BEIRUT (Reuters) – A first convoy of the military operation that Turkey is carrying out in Syria’s Idlib province crossed into the area late on Thursday, two rebels and a witness said.
The convoy included about 30 military vehicles, said Abu Khairo, a commander in a Free Syrian Army (FSA) rebel group based in the area, and it entered Syria near the Bab al-Hawa border crossing, according to a civilian witness.
It was heading to Sheikh Barakat, a hilltop that overlooks large areas of rebel-held northwestern Syria, but also the Afrin area held by the Kurdish YPG militia.
The convoy was escorted by fighters from Tahrir al-Sham, an alliance of jihadist groups including the former al Qaeda affiliate previously known as the Nusra Front, Abu Khairo said.
“The Turkish army convoy is entering under the protection of Tahrir al-Sham to take positions on the front line with the YPG,” another FSA official in the area said.
Turkey said on Saturday it was carrying out a military operation in Idlib and surrounding areas as part of a deal it reached with Russia and Iran last month to enforce a “de-escalation” zone in northwest Syria.
The zone is one of several set up around Syria to reduce warfare between rebels, including groups backed by Turkey, and the government, which is supported by both Russia and Iran.
Tahrir al-Sham opposes the de-escalation deal with the government, but its role in escorting the Turkish reconnaissance team on Sunday indicated there might not be any direct military confrontation between its fighters and Turkey.
The Turkish military operation in Idlib will also include Syrian rebel groups involved in the Euphrates Shield operation that Ankara launched in Syria last year further to the east, Turkish President Tayyip Erdogan said on Saturday.
Tahrir al-Sham and Euphrates Shield rebels have fought previously and the jihadist alliance has this year battled other insurgents in Idlib and surrounding areas in an effort to consolidate its control.
Turkey’s decision to launch the Euphrates Shield campaign a year ago was aimed partly at pushing Islamic State from its border, but also at stopping the Kurdish YPG from gaining more sway.
Backed by the United States in its battle against Islamic State, the YPG has seized much of northeastern Syria and was trying to link that territory up with its canton in Afrin.
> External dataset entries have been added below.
impl BlockTracker {
    pub fn new(config: &Config) -> Self {
        Self {
            block_size: config.block_size,
            max_product_size: config.max_product_size,
            max_tracked: config.max_tracked_products.max(1),
            history_limit: config.finished_history.max(1),
            products: HashMap::new(),
            next_seq: 0,
            newest: None,
            finished: HashMap::new(),
            finished_order: VecDeque::new(),
            events: Vec::new(),
        }
    }

    pub fn block_size(&self) -> usize {
        self.block_size
    }

    fn growth_limit(&self) -> u32 {
        let block = self.block_size as u64;
        ((self.max_product_size + block - 1) / block).min(u32::MAX as u64) as u32
    }

    /// 제품 시작 (전체 블록 수 확정)
    ///
    /// true면 이 호출로 제품이 완성됨 (블록 0개 또는 BOP 이전에 모두 수신).
    pub fn start_product(&mut self, product_id: ProductId, total_blocks: u32) -> bool {
        self.size_product(product_id, total_blocks, None)
    }

    /// BOP 수신 처리
    pub fn begin(&mut self, product_id: ProductId, info: BopInfo) -> Result<bool> {
        if info.product_size as u64 > self.max_product_size {
            return Err(Error::ProductTooLarge {
                size: info.product_size as u64,
                max: self.max_product_size,
            });
        }
        let block = self.block_size as u64;
        let total = ((info.product_size as u64 + block - 1) / block) as u32;
        Ok(self.size_product(product_id, total, Some(info)))
    }

    fn size_product(&mut self, product_id: ProductId, total: u32, info: Option<BopInfo>) -> bool {
        if self.finished.contains_key(&product_id) {
            return false;
        }
        self.ensure_entry(product_id);

        let Some(product) = self.products.get_mut(&product_id) else {
            return false;
        };
        product.touch();
        if product.bitmap.is_sized() {
            // 중복 BOP
            return false;
        }
        product.bitmap.set_total(total);
        if let Some(info) = info {
            let size = info.product_size as usize;
            product.data.truncate(size);
            product.data.reserve_exact(size - product.data.len());
            product.info = Some(info);
        }

        if product.bitmap.is_complete() {
            self.complete(product_id);
            true
        } else {
            false
        }
    }

    /// 블록 수신 표시
    ///
    /// true면 이 호출로 제품이 완성됨. 완성된 제품은 `drain_events`로 꺼낸다.
    pub fn mark_received(&mut self, product_id: ProductId, block: u32) -> bool {
        if self.finished.contains_key(&product_id) {
            return false;
        }
        self.ensure_entry(product_id);

        let Some(product) = self.products.get_mut(&product_id) else {
            return false;
        };
        product.touch();
        if product.bitmap.mark(block) != Mark::New {
            return false;
        }

        if product.bitmap.is_complete() {
            self.complete(product_id);
            true
        } else {
            false
        }
    }

    /// 데이터 블록 저장 + 수신 표시
    pub fn insert_block(
        &mut self,
        product_id: ProductId,
        byte_offset: u32,
        payload: &[u8],
    ) -> Result<bool> {
        if self.finished.contains_key(&product_id) {
            return Ok(false);
        }

        let invalid = || Error::InvalidSegment {
            product_id: product_id.0,
            offset: byte_offset,
            len: payload.len(),
        };
        if payload.is_empty()
            || payload.len() > self.block_size
            || byte_offset as usize % self.block_size != 0
        {
            return Err(invalid());
        }
        let end = byte_offset as u64 + payload.len() as u64;
        if end > self.max_product_size {
            return Err(Error::ProductTooLarge {
                size: end,
                max: self.max_product_size,
            });
        }
        if let Some(info) = self.products.get(&product_id).and_then(|p| p.info.as_ref()) {
            let size = info.product_size as u64;
            let expected = (size.saturating_sub(byte_offset as u64)).min(self.block_size as u64);
            if end > size || payload.len() as u64 != expected {
                return Err(invalid());
            }
        }

        let block = byte_offset / self.block_size as u32;
        self.ensure_entry(product_id);
        let Some(product) = self.products.get_mut(&product_id) else {
            return Ok(false);
        };

        if product.bitmap.is_received(block) {
            product.touch();
            return Ok(false);
        }
        if product.bitmap.is_sized() && block >= product.bitmap.total_blocks() {
            return Err(invalid());
        }

        let start = byte_offset as usize;
        let end = end as usize;
        if product.data.len() < end {
            product.data.resize(end, 0);
        }
        product.data[start..end].copy_from_slice(payload);

        Ok(self.mark_received(product_id, block))
    }

    /// EOP 수신 표시. 추적 중인 제품이면 true
    pub fn mark_eop(&mut self, product_id: ProductId) -> bool {
        if self.finished.contains_key(&product_id) {
            return false;
        }
        self.ensure_entry(product_id);
        match self.products.get_mut(&product_id) {
            Some(product) => {
                product.touch();
                product.eop_seen = true;
                true
            }
            None => false,
        }
    }

    /// 완료 여부 (완료 후 기록에 남아 있는 동안 true)
    pub fn is_complete(&self, product_id: ProductId) -> bool {
        match self.finished.get(&product_id) {
            Some(finish) => *finish == Finish::Completed,
            None => self
                .products
                .get(&product_id)
                .map(|p| p.bitmap.is_complete())
                .unwrap_or(false),
        }
    }

    /// 종료(완료 또는 손실)된 제품인지
    pub fn is_finished(&self, product_id: ProductId) -> bool {
        self.finished.contains_key(&product_id)
    }

    pub fn is_tracked(&self, product_id: ProductId) -> bool {
        self.products.contains_key(&product_id)
    }

    /// BOP를 아직 받지 못한 제품인지
    pub fn needs_bop(&self, product_id: ProductId) -> bool {
        self.products
            .get(&product_id)
            .map(|p| !p.bitmap.is_sized())
            .unwrap_or(false)
    }

    pub fn eop_seen(&self, product_id: ProductId) -> bool {
        self.products
            .get(&product_id)
            .map(|p| p.eop_seen)
            .unwrap_or(false)
    }

    pub fn product_size(&self, product_id: ProductId) -> Option<u32> {
        self.products
            .get(&product_id)
            .and_then(|p| p.info.as_ref())
            .map(|info| info.product_size)
    }

    pub fn received_count(&self, product_id: ProductId) -> Option<u32> {
        self.products
            .get(&product_id)
            .map(|p| p.bitmap.received_count())
    }

    pub fn total_blocks(&self, product_id: ProductId) -> Option<u32> {
        self.products
            .get(&product_id)
            .map(|p| p.bitmap.total_blocks())
    }

    /// 미수신 블록 구간
    pub fn missing_ranges(&self, product_id: ProductId) -> Vec<BlockRange> {
        self.products
            .get(&product_id)
            .map(|p| p.bitmap.missing_ranges())
            .unwrap_or_default()
    }

    /// 추적 중인 미완성 제품 수
    pub fn tracked_count(&self) -> usize {
        self.products.len()
    }

    /// 마지막 활동 이후 `window` 이상 조용한 제품
    pub fn quiescent(&self, now: Instant, window: Duration) -> Vec<ProductId> {
        let mut ids: Vec<(u64, ProductId)> = self
            .products
            .iter()
            .filter(|(_, p)| now.saturating_duration_since(p.last_activity) >= window)
            .map(|(id, p)| (p.seq, *id))
            .collect();
        ids.sort_unstable_by_key(|(seq, _)| *seq);
        ids.into_iter().map(|(_, id)| id).collect()
    }

    /// 최초 수신 이후 `timeout`이 지난 제품 포기
    pub fn abandon_stale(&mut self, now: Instant, timeout: Duration) -> Vec<ProductId> {
        let stale: Vec<ProductId> = self
            .products
            .iter()
            .filter(|(_, p)| now.saturating_duration_since(p.first_seen) >= timeout)
            .map(|(id, _)| *id)
            .collect();
        for id in &stale {
            self.drop_product(*id);
        }
        stale
    }

    /// 제품 제거 (손실로 기록). 추적 중이었으면 true
    pub fn drop_product(&mut self, product_id: ProductId) -> bool {
        if self.products.remove(&product_id).is_some() {
            self.record_finished(product_id, Finish::Lost);
            true
        } else {
            false
        }
    }

    /// 제품을 손실로 확정. 추적 여부와 관계없이 이후 세그먼트는 무시된다
    ///
    /// 이미 종료된 제품이면 false.
    pub fn reject(&mut self, product_id: ProductId) -> bool {
        if self.finished.contains_key(&product_id) {
            return false;
        }
        self.products.remove(&product_id);
        self.record_finished(product_id, Finish::Lost);
        true
    }

    /// 모든 제품 제거 (세션 종료)
    pub fn clear(&mut self) -> Vec<ProductId> {
        let mut live: Vec<(u64, ProductId)> = self
            .products
            .drain()
            .map(|(id, p)| (p.seq, id))
            .collect();
        live.sort_unstable_by_key(|(seq, _)| *seq);
        let ids: Vec<ProductId> = live.into_iter().map(|(_, id)| id).collect();
        for id in &ids {
            self.record_finished(*id, Finish::Lost);
        }
        ids
    }

    /// 완료/축출 이벤트 꺼내기
    pub fn drain_events(&mut self) -> Vec<TrackerEvent> {
        std::mem::take(&mut self.events)
    }

    fn ensure_entry(&mut self, product_id: ProductId) {
        if self.products.contains_key(&product_id) {
            return;
        }
        self.fill_skipped(product_id);
        let limit = self.growth_limit();
        self.insert_entry(product_id, ProductBitmap::with_growth_limit(limit));
    }

    /// 통째로 건너뛴 제품 ID를 BOP 미수신 상태로 등록
    ///
    /// 추적 용량에 들어가지 않는 앞쪽 ID는 바로 축출(손실)로 보고한다.
    /// 점프가 완료 기록 한도보다 크면 송신측 재시작으로 보고 `Resynced` 하나만 남긴다.
    fn fill_skipped(&mut self, product_id: ProductId) {
        let Some(newest) = self.newest else {
            self.newest = Some(product_id);
            return;
        };
        if !product_id.is_after(newest) {
            return;
        }
        self.newest = Some(product_id);

        let gap = product_id.distance_from(newest) - 1;
        if gap as usize > self.history_limit {
            self.events.push(TrackerEvent::Resynced {
                last: newest,
                next: product_id,
            });
            return;
        }

        // product_id 자신의 자리는 남겨 둔다
        let room = self.max_tracked.saturating_sub(1) as u32;
        let limit = self.growth_limit();
        let mut skipped = newest.next();
        for i in 0..gap {
            if !self.products.contains_key(&skipped) && !self.finished.contains_key(&skipped) {
                if gap - i > room {
                    self.record_finished(skipped, Finish::Lost);
                    self.events.push(TrackerEvent::Evicted(skipped));
                } else {
                    self.insert_entry(skipped, ProductBitmap::with_growth_limit(limit));
                }
            }
            skipped = skipped.next();
        }
    }

    fn insert_entry(&mut self, product_id: ProductId, bitmap: ProductBitmap) {
        let seq = self.next_seq;
        self.next_seq += 1;
        self.products
            .insert(product_id, TrackedProduct::new(bitmap, seq));
        self.enforce_capacity(product_id);
    }

    /// 용량 초과 시 가장 오래된 미완성 제품 축출
    fn enforce_capacity(&mut self, keep: ProductId) {
        while self.products.len() > self.max_tracked {
            let oldest = self
                .products
                .iter()
                .filter(|(id, _)| **id != keep)
                .min_by_key(|(_, p)| p.seq)
                .map(|(id, _)| *id);

            match oldest {
                Some(id) => {
                    self.products.remove(&id);
                    self.record_finished(id, Finish::Lost);
                    self.events.push(TrackerEvent::Evicted(id));
                }
                None => break,
            }
        }
    }

    fn complete(&mut self, product_id: ProductId) {
        let Some(product) = self.products.remove(&product_id) else {
            return;
        };
        let mut data = product.data;
        if let Some(info) = &product.info {
            data.resize(info.product_size as usize, 0);
        }

        self.record_finished(product_id, Finish::Completed);
        self.events.push(TrackerEvent::Completed(CompletedProduct {
            product_id,
            info: product.info,
            data: Bytes::from(data),
            elapsed: product.first_seen.elapsed(),
        }));
    }

    fn record_finished(&mut self, product_id: ProductId, finish: Finish) {
        if self.finished.insert(product_id, finish).is_none() {
            self.finished_order.push_back(product_id);
        }
        while self.finished_order.len() > self.history_limit {
            if let Some(old) = self.finished_order.pop_front() {
                self.finished.remove(&old);
            }
        }
    }
}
Turkey regards the YPG as an extension of the Kurdistan Workers Party (PKK) that it is fighting at home, and by gaining a presence in Sheikh Barakat, its forces would surround Afrin on three sides.
Several Turkish military vehicles, ambulances and tankers were visible in photographs published by Turkey’s Anadolu news agency late on Thursday stationed at a village near Turkey’s Reyhanli border gate opposite Bab al-Hawa.